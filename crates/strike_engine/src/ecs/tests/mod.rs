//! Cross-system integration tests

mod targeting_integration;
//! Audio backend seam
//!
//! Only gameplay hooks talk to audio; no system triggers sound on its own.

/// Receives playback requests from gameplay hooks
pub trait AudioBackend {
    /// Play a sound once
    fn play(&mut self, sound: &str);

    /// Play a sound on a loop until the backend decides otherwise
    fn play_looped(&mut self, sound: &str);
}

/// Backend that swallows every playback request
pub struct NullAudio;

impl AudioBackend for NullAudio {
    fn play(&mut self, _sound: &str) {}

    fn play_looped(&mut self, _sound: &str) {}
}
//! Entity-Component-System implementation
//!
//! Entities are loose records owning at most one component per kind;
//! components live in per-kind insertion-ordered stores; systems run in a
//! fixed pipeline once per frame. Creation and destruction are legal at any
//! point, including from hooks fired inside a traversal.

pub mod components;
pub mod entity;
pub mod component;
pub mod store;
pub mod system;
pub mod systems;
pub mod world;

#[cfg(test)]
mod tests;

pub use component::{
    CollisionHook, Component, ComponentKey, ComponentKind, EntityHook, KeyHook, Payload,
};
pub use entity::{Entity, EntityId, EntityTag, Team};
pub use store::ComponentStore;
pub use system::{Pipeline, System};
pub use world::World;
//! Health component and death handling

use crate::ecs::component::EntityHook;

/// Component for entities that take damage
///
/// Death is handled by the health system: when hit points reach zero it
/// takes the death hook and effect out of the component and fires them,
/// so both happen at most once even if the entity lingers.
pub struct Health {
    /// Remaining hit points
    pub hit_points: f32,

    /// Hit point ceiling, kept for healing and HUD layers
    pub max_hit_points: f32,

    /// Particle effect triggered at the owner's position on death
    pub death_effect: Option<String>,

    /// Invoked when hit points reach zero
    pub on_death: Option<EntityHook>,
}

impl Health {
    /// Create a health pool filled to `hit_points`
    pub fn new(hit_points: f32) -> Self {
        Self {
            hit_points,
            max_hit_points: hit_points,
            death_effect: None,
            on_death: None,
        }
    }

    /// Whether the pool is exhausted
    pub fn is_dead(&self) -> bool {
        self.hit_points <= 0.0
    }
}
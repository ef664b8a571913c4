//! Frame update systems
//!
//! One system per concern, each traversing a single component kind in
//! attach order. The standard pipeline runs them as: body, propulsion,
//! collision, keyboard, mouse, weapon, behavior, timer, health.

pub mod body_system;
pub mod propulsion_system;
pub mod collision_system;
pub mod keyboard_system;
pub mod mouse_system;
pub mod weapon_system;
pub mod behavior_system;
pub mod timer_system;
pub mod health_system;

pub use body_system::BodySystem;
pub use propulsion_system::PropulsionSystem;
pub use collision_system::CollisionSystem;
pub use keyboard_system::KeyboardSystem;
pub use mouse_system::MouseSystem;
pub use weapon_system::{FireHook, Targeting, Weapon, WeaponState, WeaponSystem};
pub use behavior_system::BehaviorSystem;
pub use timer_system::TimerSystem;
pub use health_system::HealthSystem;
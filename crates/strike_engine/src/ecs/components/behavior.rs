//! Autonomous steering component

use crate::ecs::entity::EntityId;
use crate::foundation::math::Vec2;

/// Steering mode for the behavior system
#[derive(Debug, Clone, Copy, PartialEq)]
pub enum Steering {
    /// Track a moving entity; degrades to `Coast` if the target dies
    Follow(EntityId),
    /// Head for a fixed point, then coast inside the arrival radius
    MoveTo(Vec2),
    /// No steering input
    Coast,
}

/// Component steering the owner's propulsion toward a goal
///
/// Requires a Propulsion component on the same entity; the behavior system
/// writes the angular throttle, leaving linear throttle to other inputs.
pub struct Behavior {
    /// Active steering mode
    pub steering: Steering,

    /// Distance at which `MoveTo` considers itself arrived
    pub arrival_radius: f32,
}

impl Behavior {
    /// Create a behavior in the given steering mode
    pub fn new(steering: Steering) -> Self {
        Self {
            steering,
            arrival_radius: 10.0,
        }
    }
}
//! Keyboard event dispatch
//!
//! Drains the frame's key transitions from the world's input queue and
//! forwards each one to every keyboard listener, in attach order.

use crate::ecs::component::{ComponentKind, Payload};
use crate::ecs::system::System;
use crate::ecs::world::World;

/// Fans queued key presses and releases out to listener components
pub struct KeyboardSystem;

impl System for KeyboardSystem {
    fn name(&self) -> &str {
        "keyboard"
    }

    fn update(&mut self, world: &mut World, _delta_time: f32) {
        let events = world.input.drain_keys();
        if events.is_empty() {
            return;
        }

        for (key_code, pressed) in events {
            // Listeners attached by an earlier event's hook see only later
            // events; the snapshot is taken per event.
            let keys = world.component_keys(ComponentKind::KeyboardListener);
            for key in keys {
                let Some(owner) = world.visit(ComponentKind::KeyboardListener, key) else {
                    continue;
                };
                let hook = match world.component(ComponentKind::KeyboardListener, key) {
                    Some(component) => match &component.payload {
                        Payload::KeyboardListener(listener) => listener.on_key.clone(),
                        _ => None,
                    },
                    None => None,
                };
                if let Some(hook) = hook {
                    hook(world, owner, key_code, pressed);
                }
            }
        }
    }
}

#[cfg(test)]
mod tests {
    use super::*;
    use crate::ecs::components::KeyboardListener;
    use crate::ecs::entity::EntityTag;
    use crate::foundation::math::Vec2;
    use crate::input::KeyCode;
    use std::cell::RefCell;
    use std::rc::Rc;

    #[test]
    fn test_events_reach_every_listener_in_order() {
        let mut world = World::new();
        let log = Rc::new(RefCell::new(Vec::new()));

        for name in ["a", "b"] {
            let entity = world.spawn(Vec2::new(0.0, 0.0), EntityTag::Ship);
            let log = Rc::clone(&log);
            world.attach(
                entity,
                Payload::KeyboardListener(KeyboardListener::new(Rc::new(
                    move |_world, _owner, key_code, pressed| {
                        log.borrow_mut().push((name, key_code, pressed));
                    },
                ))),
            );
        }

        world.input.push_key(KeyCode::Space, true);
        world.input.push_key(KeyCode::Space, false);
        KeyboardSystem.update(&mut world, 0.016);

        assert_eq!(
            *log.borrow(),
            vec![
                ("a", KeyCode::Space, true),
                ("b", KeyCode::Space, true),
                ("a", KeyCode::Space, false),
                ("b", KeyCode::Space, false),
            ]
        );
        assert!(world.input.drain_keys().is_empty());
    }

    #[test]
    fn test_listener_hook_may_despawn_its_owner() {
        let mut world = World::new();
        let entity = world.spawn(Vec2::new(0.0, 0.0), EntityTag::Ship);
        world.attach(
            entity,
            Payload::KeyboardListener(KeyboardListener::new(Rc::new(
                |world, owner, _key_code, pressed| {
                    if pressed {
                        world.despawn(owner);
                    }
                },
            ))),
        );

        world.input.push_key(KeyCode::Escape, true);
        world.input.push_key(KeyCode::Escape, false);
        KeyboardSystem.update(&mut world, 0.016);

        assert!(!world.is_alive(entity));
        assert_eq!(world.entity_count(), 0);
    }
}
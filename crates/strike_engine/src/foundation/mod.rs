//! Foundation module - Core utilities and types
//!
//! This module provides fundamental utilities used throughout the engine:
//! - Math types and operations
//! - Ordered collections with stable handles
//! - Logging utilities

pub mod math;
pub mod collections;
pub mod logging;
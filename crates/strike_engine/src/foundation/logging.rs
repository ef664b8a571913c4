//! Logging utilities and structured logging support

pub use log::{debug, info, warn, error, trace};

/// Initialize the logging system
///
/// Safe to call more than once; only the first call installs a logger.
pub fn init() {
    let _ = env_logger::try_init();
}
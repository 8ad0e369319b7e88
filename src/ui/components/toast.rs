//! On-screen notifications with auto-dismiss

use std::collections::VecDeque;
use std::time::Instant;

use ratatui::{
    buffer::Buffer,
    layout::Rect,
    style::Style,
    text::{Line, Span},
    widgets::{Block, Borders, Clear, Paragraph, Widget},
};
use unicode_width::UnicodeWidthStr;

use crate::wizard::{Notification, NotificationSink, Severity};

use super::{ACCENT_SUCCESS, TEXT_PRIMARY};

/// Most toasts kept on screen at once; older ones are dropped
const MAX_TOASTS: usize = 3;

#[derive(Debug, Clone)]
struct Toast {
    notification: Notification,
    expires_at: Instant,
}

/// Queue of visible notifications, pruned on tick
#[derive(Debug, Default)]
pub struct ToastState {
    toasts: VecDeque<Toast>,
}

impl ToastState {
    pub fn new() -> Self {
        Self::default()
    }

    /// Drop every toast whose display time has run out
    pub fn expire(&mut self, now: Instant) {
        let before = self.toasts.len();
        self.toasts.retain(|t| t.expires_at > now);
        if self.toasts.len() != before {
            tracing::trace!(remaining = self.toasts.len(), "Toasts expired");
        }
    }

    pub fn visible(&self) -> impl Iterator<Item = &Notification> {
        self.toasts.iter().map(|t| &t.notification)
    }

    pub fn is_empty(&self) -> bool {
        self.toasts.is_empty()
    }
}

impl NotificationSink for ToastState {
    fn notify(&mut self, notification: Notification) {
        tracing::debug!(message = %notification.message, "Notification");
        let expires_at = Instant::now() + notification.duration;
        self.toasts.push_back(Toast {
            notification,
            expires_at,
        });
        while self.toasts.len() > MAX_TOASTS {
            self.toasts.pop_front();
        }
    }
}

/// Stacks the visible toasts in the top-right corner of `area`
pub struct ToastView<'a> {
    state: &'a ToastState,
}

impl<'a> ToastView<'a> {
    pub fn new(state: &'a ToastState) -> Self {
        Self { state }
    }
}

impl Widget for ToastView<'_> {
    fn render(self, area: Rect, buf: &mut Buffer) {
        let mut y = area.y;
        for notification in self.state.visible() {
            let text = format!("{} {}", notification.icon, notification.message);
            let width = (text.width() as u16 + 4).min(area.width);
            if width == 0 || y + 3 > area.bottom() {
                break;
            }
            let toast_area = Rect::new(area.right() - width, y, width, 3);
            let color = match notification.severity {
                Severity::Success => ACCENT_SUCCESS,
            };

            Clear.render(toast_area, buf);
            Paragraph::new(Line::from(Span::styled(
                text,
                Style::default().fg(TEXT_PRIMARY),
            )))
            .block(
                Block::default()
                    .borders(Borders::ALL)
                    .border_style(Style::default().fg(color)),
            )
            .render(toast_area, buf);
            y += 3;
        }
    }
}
= = = = =
● **Problem description**
Each line in the records above with "before" must be returned.

● **Completed exercise**
        let before = self.toasts.len();
        if self.toasts.len() != before {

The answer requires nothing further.